Sampai di kost, saya memintanya ganti baju dan makan. Sudah saya siapkan mie kuah di atas meja. Satu jam dia hanya menatap kosong makanannya, tidak disentuh sama sekali. Saya ingin bertanya tapi takut membuatnya semakin kalut dan luka. Apa mungkin masalah keluarganya lagi? Atau dia ada masalah di kampus, entah dengan dosen atau temannya? Atau masalahnya dengan doi?. Ah, tapi mana mungkin?.

Saya merengkuh tubuhnya, memeluknya erat. Isyarat untuk memintanya kuat. Dia juga membalas pelukanku, erat sekali. Tangisnya pecah, sesenggukan. Dia patah hati. Kadang Tuhan tahu cara menentukan mana yang terbaik meski dengan cara mematahkan hati hambanya.

Dia bercerita dengan suara yang berat dan sedikit dipaksa: Ra, apa yang lebih sakit dari pengkhianatan? Apa yang lebih berat dari perpisahan?. (saya menahan diri untuk tidak bertanya mengenai apapun) Arius mutusin aku, Ra. Dia memilih perempuan lain dibanding aku, aku dipermalukan di depan selingkuhan dan teman-temannya. Rasanya sakit, Ra. Aku yang bantu dia dapetin beasiswa, aku yang bantu dia tiap kali terlambat kiriman. Bukannya aku perhitungan tapi melihat dia membuang aku, seperti aku dianggap sampah. Seperti aku tidak berguna. Salahku apa, Ra? Salahku apa?. Aku sering membela dia di depan mama dan kakak, tapi sama sekali aku nggak dihargai sama dia. Di kota ini kita sama-sama merantau, dia janji mau jaga aku, tapi kenapa janjinya sama sekali tidak ditepati? Malah semakin membuat aku sakit.

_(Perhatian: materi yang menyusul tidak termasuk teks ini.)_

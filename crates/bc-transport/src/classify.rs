//! Failure classification
//!
//! A single attempt fails with an [`AttemptFailure`]. Once the retry budget
//! is spent, [`classify`] turns the last failure into the error the caller
//! sees: 429 becomes `RateLimit`, client timeouts become `Timeout`, and
//! everything else is `Transport` with whatever the server sent back.

use std::time::Duration;

use reqwest::StatusCode;
use reqwest::header::RETRY_AFTER;
use serde_json::Value;

use crate::error::Error;

/// Why one attempt did not produce a 2xx response.
#[derive(Debug)]
pub enum AttemptFailure {
    Status {
        status: StatusCode,
        retry_after: Option<String>,
        body: String,
    },
    Timeout,
    Connection(String),
}

impl AttemptFailure {
    /// Capture status, `Retry-After` and body from a non-success response.
    pub async fn from_response(response: reqwest::Response) -> Self {
        let status = response.status();
        let retry_after = response
            .headers()
            .get(RETRY_AFTER)
            .and_then(|v| v.to_str().ok())
            .map(str::to_string);
        let body = response.text().await.unwrap_or_default();
        AttemptFailure::Status {
            status,
            retry_after,
            body,
        }
    }

    pub fn from_reqwest(err: &reqwest::Error) -> Self {
        if err.is_timeout() {
            AttemptFailure::Timeout
        } else {
            AttemptFailure::Connection(err.to_string())
        }
    }

    /// Short label for logs.
    pub fn label(&self) -> String {
        match self {
            AttemptFailure::Status { status, .. } => status.as_u16().to_string(),
            AttemptFailure::Timeout => "timeout".into(),
            AttemptFailure::Connection(_) => "connection".into(),
        }
    }
}

/// Parse an error body: JSON when possible, raw text otherwise, nothing if empty.
pub fn parse_error_body(body: &str) -> Option<Value> {
    if body.trim().is_empty() {
        return None;
    }
    Some(serde_json::from_str(body).unwrap_or_else(|_| Value::String(body.to_string())))
}

/// OData error message (`{"error": {"message": ...}}`), if the body has one.
fn odata_message(data: &Value) -> Option<&str> {
    data.get("error")?.get("message")?.as_str()
}

/// Final error for a request whose retries are exhausted.
pub fn classify(failure: AttemptFailure, timeout: Duration) -> Error {
    match failure {
        AttemptFailure::Status {
            status,
            retry_after,
            ..
        } if status == StatusCode::TOO_MANY_REQUESTS => Error::RateLimit {
            message: "Rate limit exceeded".into(),
            retry_after,
        },
        AttemptFailure::Status { status, body, .. } => {
            let data = parse_error_body(&body);
            let message = match data.as_ref().and_then(odata_message) {
                Some(detail) => format!("upstream returned {status}: {detail}"),
                None => format!("upstream returned {status}"),
            };
            Error::Transport {
                message,
                status: Some(status.as_u16()),
                data,
            }
        }
        AttemptFailure::Timeout => Error::Timeout {
            message: "Request timed out".into(),
            limit: timeout,
        },
        AttemptFailure::Connection(message) => Error::Transport {
            message,
            status: None,
            data: None,
        },
    }
}

#[cfg(test)]
mod tests {
    use super::*;
    use serde_json::json;

    fn status(code: u16, retry_after: Option<&str>, body: &str) -> AttemptFailure {
        AttemptFailure::Status {
            status: StatusCode::from_u16(code).unwrap(),
            retry_after: retry_after.map(str::to_string),
            body: body.into(),
        }
    }

    #[test]
    fn too_many_requests_is_rate_limit() {
        let err = classify(status(429, Some("120"), ""), Duration::from_secs(30));
        match err {
            Error::RateLimit { retry_after, .. } => assert_eq!(retry_after.as_deref(), Some("120")),
            other => panic!("expected RateLimit, got {other:?}"),
        }
    }

    #[test]
    fn rate_limit_without_header() {
        let err = classify(status(429, None, "slow down"), Duration::from_secs(30));
        assert!(matches!(err, Error::RateLimit { retry_after: None, .. }));
    }

    #[test]
    fn odata_error_message_is_surfaced() {
        let body = r#"{"error":{"code":"BadRequest_NotFound","message":"The resource was not found."}}"#;
        let err = classify(status(404, None, body), Duration::from_secs(30));
        match err {
            Error::Transport {
                message,
                status,
                data,
            } => {
                assert_eq!(status, Some(404));
                assert!(message.ends_with("The resource was not found."));
                assert_eq!(data.unwrap()["error"]["code"], json!("BadRequest_NotFound"));
            }
            other => panic!("expected Transport, got {other:?}"),
        }
    }

    #[test]
    fn plain_text_body_kept_as_string() {
        let err = classify(status(502, None, "Bad Gateway"), Duration::from_secs(30));
        match err {
            Error::Transport { data, .. } => assert_eq!(data, Some(json!("Bad Gateway"))),
            other => panic!("expected Transport, got {other:?}"),
        }
    }

    #[test]
    fn timeout_carries_limit() {
        let err = classify(AttemptFailure::Timeout, Duration::from_secs(5));
        assert!(matches!(err, Error::Timeout { limit, .. } if limit == Duration::from_secs(5)));
    }

    #[test]
    fn connection_failure_has_no_status() {
        let err = classify(
            AttemptFailure::Connection("connection refused".into()),
            Duration::from_secs(5),
        );
        assert!(matches!(err, Error::Transport { status: None, data: None, .. }));
    }

    #[test]
    fn empty_body_has_no_data() {
        assert_eq!(parse_error_body("  "), None);
    }
}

Adista Andara Amalia, perempuan yang saya tahu dua tahun sebelum dia bertemu Arius, dia perempuan pendiam dan menyimpan banyak luka. Dia sudah tidak percaya laki-laki, semacam mati rasa. Tiba-tiba saja Arius datang, tanpa memberi aba-aba perasaannya menjadi suka. Arius banyak memberi adis janji, janji untuk tidak pergi, janji untuk setia, janji bertahan dalam tingkat kesulitan bagaimanapun, janji memberi perempuan itu kebahagiaan, kenyamanan, dan rasa aman. Semua janji dia utarakan sampai Adis mau membuka hati lagi, mencoba percaya laki-laki, sekali lagi. Dia menggantungkan kebahagiaan pada pacarnya Itu.

Perempuan mana yang tidak terluka setelah berusaha kembali percaya lalu tiba-tiba dibuat patah. Lagi. Dunia banyak tidak adilnya dibanding keadilan itu sendiri. Dunia banyak fananya ketimbang kekekalan itu sendiri. Seolah Tuhan ingin bermain komedi, memberi lelucon untuk bercanda dan berbagi. Tapi semua itu tidak lucu.

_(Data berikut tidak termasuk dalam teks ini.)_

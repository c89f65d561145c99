//! Shared cache keys and OAuth defaults
//!
//! The two cache keys are part of the cross-process contract: every process
//! (API callers and the refresh worker) must agree on them, so they are fixed
//! rather than configurable.

/// Shared cache key holding the current bearer token.
pub const ACCESS_TOKEN_KEY: &str = "microsoft-bc-oauth2-access-token";

/// Shared cache key holding the delay (seconds) until the next scheduled refresh.
pub const NEXT_REFRESH_DELAY_KEY: &str = "next-job-time-for-oauth2-access-token";

/// Grant type used when the config does not name one.
pub const DEFAULT_GRANT_TYPE: &str = "client_credentials";
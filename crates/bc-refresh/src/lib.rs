//! Background refresh of the shared OAuth2 access token
//!
//! Refresh lifecycle:
//! 1. `TokenRefreshScheduler::start()` reads the persisted delay (default 1s)
//! 2. When it elapses the job force-fetches a token and stores it
//! 3. The next delay (`expires_in - 10s`) is persisted and the job re-arms
//! 4. Failed firings back off exponentially; once the budget is spent the
//!    scheduler goes idle and `RefreshHandle::join` reports the error

pub mod error;
pub mod metrics;
pub mod policy;
pub mod scheduler;
pub mod state;

pub use error::{Error, Result};
pub use policy::RetryPolicy;
pub use scheduler::{JOB_NAME, RefreshHandle, TokenRefreshScheduler, initial_delay, next_delay};
pub use state::{RefreshAction, RefreshEvent, RefreshState, handle_event};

Adis terlalu rapuh untuk menerima semua kesialan ini. Dia terlalu manis untuk menerima kepahitan kisah cintanya. Sahabat saya ini memang tidak cantik, tapi dia tetap tidak berhak menerima perlakuan sesakit ini. Ditambah keluarganya yang sama sekali kacau, dia tidak punya tempat pulang selain saya. Tidak ada rumah ternyaman baginya. Berkali-kali dia memutuskan mengakhiri hidupnya. Saya yang menahannya, susah payah dan terus menemaninya. Saya berkali-kali meyakinkan dia bahwa dia tidak sendirian. Ada saya di sampingnya, ada saya yang tidak akan pernah pergi, ada yang saya mau menjadi rumah dan diary kecilnya.

Adis yang manis, dengarkan saya: Cinta yang tepat tidak datang secepat cinta yang salah. Jodoh itu bukan soal kecepatan tapi ketepatan.

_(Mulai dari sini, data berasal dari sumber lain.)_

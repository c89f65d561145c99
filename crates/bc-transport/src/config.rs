//! Transport configuration
//!
//! Deserialised from the `[api]` and `[company]` sections of a service's
//! TOML file. Every tunable has a default so a config only needs the base
//! URL and the company preference.

use std::fmt;
use std::str::FromStr;
use std::time::Duration;

use serde::{Deserialize, Serialize};

use crate::error::{Error, Result};

/// Which form of company routing a request uses.
#[derive(Debug, Clone, Copy, PartialEq, Eq, Deserialize, Serialize)]
pub enum CompanyIdentifier {
    /// `?company=<name>` query parameter.
    #[serde(rename = "Company-Name")]
    Name,
    /// `companies(<id>)` path segment.
    #[serde(rename = "Company-Id")]
    Id,
    /// The caller's URL already addresses the company.
    #[serde(rename = "Url-Complete")]
    UrlComplete,
}

impl CompanyIdentifier {
    pub fn as_str(&self) -> &'static str {
        match self {
            CompanyIdentifier::Name => "Company-Name",
            CompanyIdentifier::Id => "Company-Id",
            CompanyIdentifier::UrlComplete => "Url-Complete",
        }
    }
}

impl fmt::Display for CompanyIdentifier {
    fn fmt(&self, f: &mut fmt::Formatter<'_>) -> fmt::Result {
        f.write_str(self.as_str())
    }
}

impl FromStr for CompanyIdentifier {
    type Err = Error;

    fn from_str(s: &str) -> Result<Self> {
        match s {
            "Company-Name" => Ok(CompanyIdentifier::Name),
            "Company-Id" => Ok(CompanyIdentifier::Id),
            "Url-Complete" => Ok(CompanyIdentifier::UrlComplete),
            other => Err(Error::Configuration(format!(
                "unknown company identifier '{other}'"
            ))),
        }
    }
}

/// Tenant preference: how the company is addressed and its default value.
#[derive(Debug, Clone, Default, Deserialize)]
pub struct CompanyConfig {
    #[serde(rename = "use", default)]
    pub preference: Option<CompanyIdentifier>,
    #[serde(default)]
    pub name: Option<String>,
    #[serde(default)]
    pub id: Option<String>,
}

impl CompanyConfig {
    pub fn by_name(name: impl Into<String>) -> Self {
        Self {
            preference: Some(CompanyIdentifier::Name),
            name: Some(name.into()),
            id: None,
        }
    }

    pub fn by_id(id: impl Into<String>) -> Self {
        Self {
            preference: Some(CompanyIdentifier::Id),
            name: None,
            id: Some(id.into()),
        }
    }

    pub fn url_complete() -> Self {
        Self {
            preference: Some(CompanyIdentifier::UrlComplete),
            name: None,
            id: None,
        }
    }

    /// The preferred identifier, required for every pipeline.
    pub fn preference(&self) -> Result<CompanyIdentifier> {
        self.preference.ok_or_else(|| {
            Error::Configuration("company preferred identifier must be specified".into())
        })
    }

    /// Company value used when a request names none: the configured name
    /// or id for the preferred identifier, nothing for `Url-Complete`.
    pub fn default_company(&self) -> Result<Option<String>> {
        let value = match self.preference()? {
            CompanyIdentifier::Name => non_blank(&self.name),
            CompanyIdentifier::Id => non_blank(&self.id),
            CompanyIdentifier::UrlComplete => return Ok(None),
        };
        match value {
            Some(v) => Ok(Some(v)),
            None => Err(Error::Configuration(format!(
                "company preference {} requires a default value",
                self.preference()?
            ))),
        }
    }

    /// Configured default for one identifier kind, if any.
    pub fn default_for(&self, kind: CompanyIdentifier) -> Option<String> {
        match kind {
            CompanyIdentifier::Name => non_blank(&self.name),
            CompanyIdentifier::Id => non_blank(&self.id),
            CompanyIdentifier::UrlComplete => None,
        }
    }
}

fn non_blank(value: &Option<String>) -> Option<String> {
    value.clone().filter(|v| !v.trim().is_empty())
}

/// Request pipeline settings.
#[derive(Debug, Clone, Deserialize)]
pub struct TransportConfig {
    /// Base URL of the tenant's OData API, without a trailing path.
    pub base_url: String,

    #[serde(default = "default_timeout_secs")]
    pub timeout_secs: u64,

    #[serde(default = "default_cache_ttl_secs")]
    pub cache_ttl_secs: u64,

    #[serde(default = "default_cache_capacity")]
    pub cache_capacity: u64,

    #[serde(default = "default_max_concurrent")]
    pub max_concurrent: usize,

    /// Minimum gap between consecutive request starts.
    #[serde(default = "default_min_spacing_ms")]
    pub min_spacing_ms: u64,

    #[serde(default = "default_max_retries")]
    pub max_retries: u32,

    #[serde(default = "default_retry_delay_ms")]
    pub retry_delay_ms: u64,

    #[serde(default)]
    pub company: CompanyConfig,
}

fn default_timeout_secs() -> u64 {
    30
}

fn default_cache_ttl_secs() -> u64 {
    300
}

fn default_cache_capacity() -> u64 {
    10_000
}

fn default_max_concurrent() -> usize {
    100
}

fn default_min_spacing_ms() -> u64 {
    100
}

fn default_max_retries() -> u32 {
    3
}

fn default_retry_delay_ms() -> u64 {
    1000
}

impl TransportConfig {
    /// Defaults for everything but the base URL and company.
    pub fn new(base_url: impl Into<String>, company: CompanyConfig) -> Self {
        Self {
            base_url: base_url.into(),
            timeout_secs: default_timeout_secs(),
            cache_ttl_secs: default_cache_ttl_secs(),
            cache_capacity: default_cache_capacity(),
            max_concurrent: default_max_concurrent(),
            min_spacing_ms: default_min_spacing_ms(),
            max_retries: default_max_retries(),
            retry_delay_ms: default_retry_delay_ms(),
            company,
        }
    }

    pub fn timeout(&self) -> Duration {
        Duration::from_secs(self.timeout_secs)
    }

    pub fn cache_ttl(&self) -> Duration {
        Duration::from_secs(self.cache_ttl_secs)
    }

    pub fn min_spacing(&self) -> Duration {
        Duration::from_millis(self.min_spacing_ms)
    }

    pub fn retry_delay(&self) -> Duration {
        Duration::from_millis(self.retry_delay_ms)
    }

    pub fn validate(&self) -> Result<()> {
        let url = reqwest::Url::parse(&self.base_url).map_err(|e| {
            Error::Configuration(format!("invalid base_url '{}': {e}", self.base_url))
        })?;
        if url.scheme() != "http" && url.scheme() != "https" {
            return Err(Error::Configuration(format!(
                "base_url must be http(s), got {}",
                url.scheme()
            )));
        }
        if self.timeout_secs == 0 {
            return Err(Error::Configuration("timeout_secs must be > 0".into()));
        }
        if self.max_concurrent == 0 {
            return Err(Error::Configuration("max_concurrent must be > 0".into()));
        }
        if self.cache_ttl_secs == 0 {
            return Err(Error::Configuration("cache_ttl_secs must be > 0".into()));
        }
        self.company.default_company()?;
        Ok(())
    }
}

#[cfg(test)]
mod tests {
    use super::*;

    #[test]
    fn parses_api_section_with_defaults() {
        let toml = r#"
            base_url = "https://api.businesscentral.dynamics.com/v2.0/tenant/Production/api/v2.0"

            [company]
            use = "Company-Name"
            name = "CRONUS USA, Inc."
        "#;
        let config: TransportConfig = toml::from_str(toml).unwrap();
        assert_eq!(config.timeout(), Duration::from_secs(30));
        assert_eq!(config.cache_ttl(), Duration::from_secs(300));
        assert_eq!(config.max_concurrent, 100);
        assert_eq!(config.min_spacing(), Duration::from_millis(100));
        assert_eq!(config.max_retries, 3);
        assert_eq!(config.company.preference, Some(CompanyIdentifier::Name));
        config.validate().unwrap();
    }

    #[test]
    fn default_company_follows_preference() {
        assert_eq!(
            CompanyConfig::by_name("CRONUS").default_company().unwrap(),
            Some("CRONUS".to_string())
        );
        let mut both = CompanyConfig::by_id("7b6e0b6c-3f3a-4f7e-9a53-0a9c1b2d3e4f");
        both.name = Some("CRONUS".into());
        assert_eq!(
            both.default_company().unwrap().as_deref(),
            Some("7b6e0b6c-3f3a-4f7e-9a53-0a9c1b2d3e4f")
        );
        assert_eq!(CompanyConfig::url_complete().default_company().unwrap(), None);
    }

    #[test]
    fn missing_preference_is_configuration_error() {
        let err = CompanyConfig::default().default_company().unwrap_err();
        assert!(matches!(err, Error::Configuration(_)));
    }

    #[test]
    fn preference_without_value_is_rejected() {
        let config = CompanyConfig {
            preference: Some(CompanyIdentifier::Id),
            name: Some("CRONUS".into()),
            id: Some("  ".into()),
        };
        assert!(config.default_company().is_err());
    }

    #[test]
    fn validate_rejects_bad_values() {
        let mut config = TransportConfig::new("ftp://bc.example.com", CompanyConfig::by_name("X"));
        assert!(config.validate().is_err());

        config.base_url = "https://bc.example.com/api".into();
        config.max_concurrent = 0;
        assert!(config.validate().is_err());

        config.max_concurrent = 10;
        config.validate().unwrap();
    }

    #[test]
    fn identifier_round_trips_through_str() {
        for kind in [
            CompanyIdentifier::Name,
            CompanyIdentifier::Id,
            CompanyIdentifier::UrlComplete,
        ] {
            assert_eq!(kind.as_str().parse::<CompanyIdentifier>().unwrap(), kind);
        }
        assert!("company-name".parse::<CompanyIdentifier>().is_err());
    }
}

Di tulisan ini saya ingin menyampai pada sahabat saya dan siapapun kamu yang membaca. Bahagiakan diri sendiri dengan cara sendiri, tanpa menggantungkan kebahagiaan pada orang lain.

 

Biodata Penulis; Arinna Viga Rahmatillah. Ceria-ceria saja tanpa menunjukkan apapun selain bahagia. Topeng terbaik menyembunyikan luka hanya senyum dan tawa.